Cette dernière évolution explique peut-être pourquoi, lorsque Sullivan a été interrogé sur les politiques susceptibles d’éliminer la pauvreté, il a commencé par suggérer que la Banque mondiale et le FMI soient démocratisés. “En outre, nous pouvons mettre en place des systèmes d’approvisionnement publics universels afin que chacun puisse s’offrir de la nourriture, des soins de santé et une éducation”, a ajouté Sullivan. “Nous pouvons veiller à ce que les besoins fondamentaux de tous soient satisfaits grâce à un revenu de base universel mondial. Et nous pouvons garantir l’emploi, en tant que droit fondamental, dans des entreprises publiques. L’histoire du 20e siècle nous montre que des politiques socialistes comme celles-ci peuvent grandement améliorer le bien-être humain.”

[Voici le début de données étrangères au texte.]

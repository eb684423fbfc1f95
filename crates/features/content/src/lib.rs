//! # Content
//!
//! Taxonomy helpers for the site's posts: how often each tag or category is used, and
//! which posts are related to a given one. Draft posts never show up in either.

mod error;
mod similar;
mod terms;

pub use crate::error::{ContentError, ContentErrorExt};
pub use crate::similar::similar_posts;
pub use crate::terms::count_terms;
pub use folio_domain::content::{Post, Taxonomy, TermCount};

use std::path::Path;
use tracing::info;

/// Reads a JSON array of posts.
///
/// # Errors
/// Returns [`ContentError::Io`] if the file cannot be read, or [`ContentError::Json`] if it
/// is not a list of posts.
pub fn load_posts(path: impl AsRef<Path>) -> Result<Vec<Post>, ContentError> {
    let path = path.as_ref();
    let json = std::fs::read_to_string(path)
        .context(format!("Reading posts from {}", path.display()))?;
    let posts = serde_json::from_str::<Vec<Post>>(&json).context("Parsing posts")?;
    info!(path = %path.display(), posts = posts.len(), "Loaded posts");
    Ok(posts)
}
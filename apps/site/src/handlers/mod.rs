pub mod content;
pub mod dashboard;
pub mod flags;

use anyhow::{Context, Result};
use std::io::Write;
use std::path::Path;
use tracing::info;

/// Writes `content` to `output` when given, otherwise to `out`.
pub(crate) fn emit(out: &mut impl Write, output: Option<&Path>, content: &str) -> Result<()> {
    match output {
        Some(path) => {
            if let Some(parent) = path.parent().filter(|p| !p.as_os_str().is_empty()) {
                std::fs::create_dir_all(parent)
                    .with_context(|| format!("Creating {}", parent.display()))?;
            }
            std::fs::write(path, content).with_context(|| format!("Writing {}", path.display()))?;
            info!(path = %path.display(), bytes = content.len(), "Wrote output");
        },
        None => out.write_all(content.as_bytes())?,
    }
    Ok(())
}
//! # CLI Argument Definitions
//!
//! Command-line structure of the `folio` tool, parsed with `clap`.

use clap::{Parser, Subcommand};
use folio::domain::dashboard::{AspectRatio, ColorMode};
use folio::domain::flags::{Environment, FlagCategory};
use std::path::PathBuf;

#[derive(Debug, Parser)]
#[command(name = "folio")]
#[command(author = env!("CARGO_PKG_AUTHORS"))]
#[command(version = env!("CARGO_PKG_VERSION"))]
#[command(arg_required_else_help = true)]
#[command(about = "Feature flags, dashboards and content tooling for the Folio site")]
pub struct Cli {
    /// Config file; defaults to `folio.*` in the working directory when present
    #[arg(short, long, global = true)]
    pub config: Option<PathBuf>,

    #[command(subcommand)]
    pub command: AppCommands,
}

#[derive(Debug, Subcommand)]
pub enum AppCommands {
    /// Inspect and export feature flags
    Flags {
        #[command(subcommand)]
        action: FlagAction,
    },
    /// Render dashboards
    Dashboard {
        #[command(subcommand)]
        action: DashboardAction,
    },
    /// Tag, category and related-post reports
    Content {
        #[command(subcommand)]
        action: ContentAction,
    },
}

#[derive(Debug, Subcommand)]
pub enum FlagAction {
    /// List flags with their effective value
    List {
        /// Environment to resolve against (defaults to `site.environment`)
        #[arg(short, long)]
        env: Option<Environment>,

        /// Only flags of this category
        #[arg(long)]
        category: Option<FlagCategory>,

        /// Print JSON instead of a table
        #[arg(long)]
        json: bool,
    },
    /// Check that every declared dependency exists; exits non-zero otherwise
    Validate {},
    /// Generate a `.env` file with one PUBLIC_FEATURE_* line per flag
    EnvFile {
        #[arg(short, long)]
        env: Environment,

        /// Write to this file instead of stdout (relative paths resolve under `site.output_dir`)
        #[arg(short, long)]
        output: Option<PathBuf>,
    },
    /// Print build-time defines as JSON
    Defines {
        #[arg(short, long)]
        env: Environment,
    },
}

#[derive(Debug, Subcommand)]
pub enum DashboardAction {
    /// Render a dashboard configuration (JSON) to HTML
    Render {
        /// Dashboard configuration file
        config: PathBuf,

        #[arg(short, long, default_value = "light")]
        mode: ColorMode,

        /// Symbol for the fundamentals view (defaults to `dashboards.default_symbol`)
        #[arg(short, long)]
        symbol: Option<String>,

        /// Chart aspect ratio, `W:H` or `W/H`
        #[arg(long, default_value = "16:9")]
        aspect_ratio: AspectRatio,

        /// Write to this file instead of stdout (relative paths resolve under `site.output_dir`)
        #[arg(short, long)]
        output: Option<PathBuf>,
    },
}

#[derive(Debug, Subcommand)]
pub enum ContentAction {
    /// Count tags across published posts
    Tags {
        /// JSON array of posts
        posts: PathBuf,

        #[arg(long)]
        json: bool,
    },
    /// Count categories across published posts
    Categories {
        /// JSON array of posts
        posts: PathBuf,

        #[arg(long)]
        json: bool,
    },
    /// List posts related to one post
    Similar {
        /// JSON array of posts
        posts: PathBuf,

        slug: String,

        #[arg(short, long, default_value_t = 5)]
        limit: usize,
    },
}
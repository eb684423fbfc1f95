//! Generated configuration artefacts: `.env` files and bundler defines.

use crate::naming::{build_define_name, env_var_name};
use crate::registry::FlagRegistry;
use folio_domain::flags::Environment;
use std::collections::BTreeMap;
use std::fmt::Write as _;

/// Renders one `PUBLIC_FEATURE_*=true|false` line per flag, in registry order.
/// Values come from the registry; process `PUBLIC_FEATURE_*` overrides are deliberately ignored.
#[must_use]
pub fn render_env_file(registry: FlagRegistry<'_>, env: Environment) -> String {
    let mut out = format!("# Feature flags ({env})\n");
    for flag in registry.flags() {
        let _ = writeln!(out, "{}={}", env_var_name(flag.name), flag.environments.get(env));
    }
    out
}

/// Build-time defines for flags eligible for dead-code elimination.
/// Like [`render_env_file`], ignores `PUBLIC_FEATURE_*` overrides.
#[must_use]
pub fn build_defines(registry: FlagRegistry<'_>, env: Environment) -> BTreeMap<String, bool> {
    registry
        .flags()
        .iter()
        .filter(|f| f.build_time_optimization)
        .map(|f| (build_define_name(f.name), f.environments.get(env)))
        .collect()
}
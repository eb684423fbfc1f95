use folio_derive::folio_error;

#[folio_error]
pub enum DemoError {
    #[error("IO error: {0}")]
    Io(std::io::Error),
}

fn main() {}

Le Dr Richard D. Wolff, professeur émérite d’économie à l’Université du Massachusetts Amherst et expert du capitalisme, a répondu par écrit à une enquête de Salon sur la nouvelle étude en expliquant exactement comment le capitalisme en tant que système a conduit à une réduction de la qualité de vie globale.
“Les employeurs capitalistes, depuis le début du système jusqu’à aujourd’hui, ont déployé des efforts considérables pour s’opposer aux augmentations de salaires, à l’amélioration des conditions de travail, aux services publics basés sur les impôts et à tous les autres mécanismes visant à améliorer le niveau de vie”, a expliqué Wolff. “L’opposition des capitalistes a toujours retardé et souvent détruit les efforts de la classe ouvrière pour améliorer sa situation. Les prétendues améliorations, lorsqu’ellesréel, s’est produit malgré et contre les efforts des capitalistes, et non à cause d’eux.”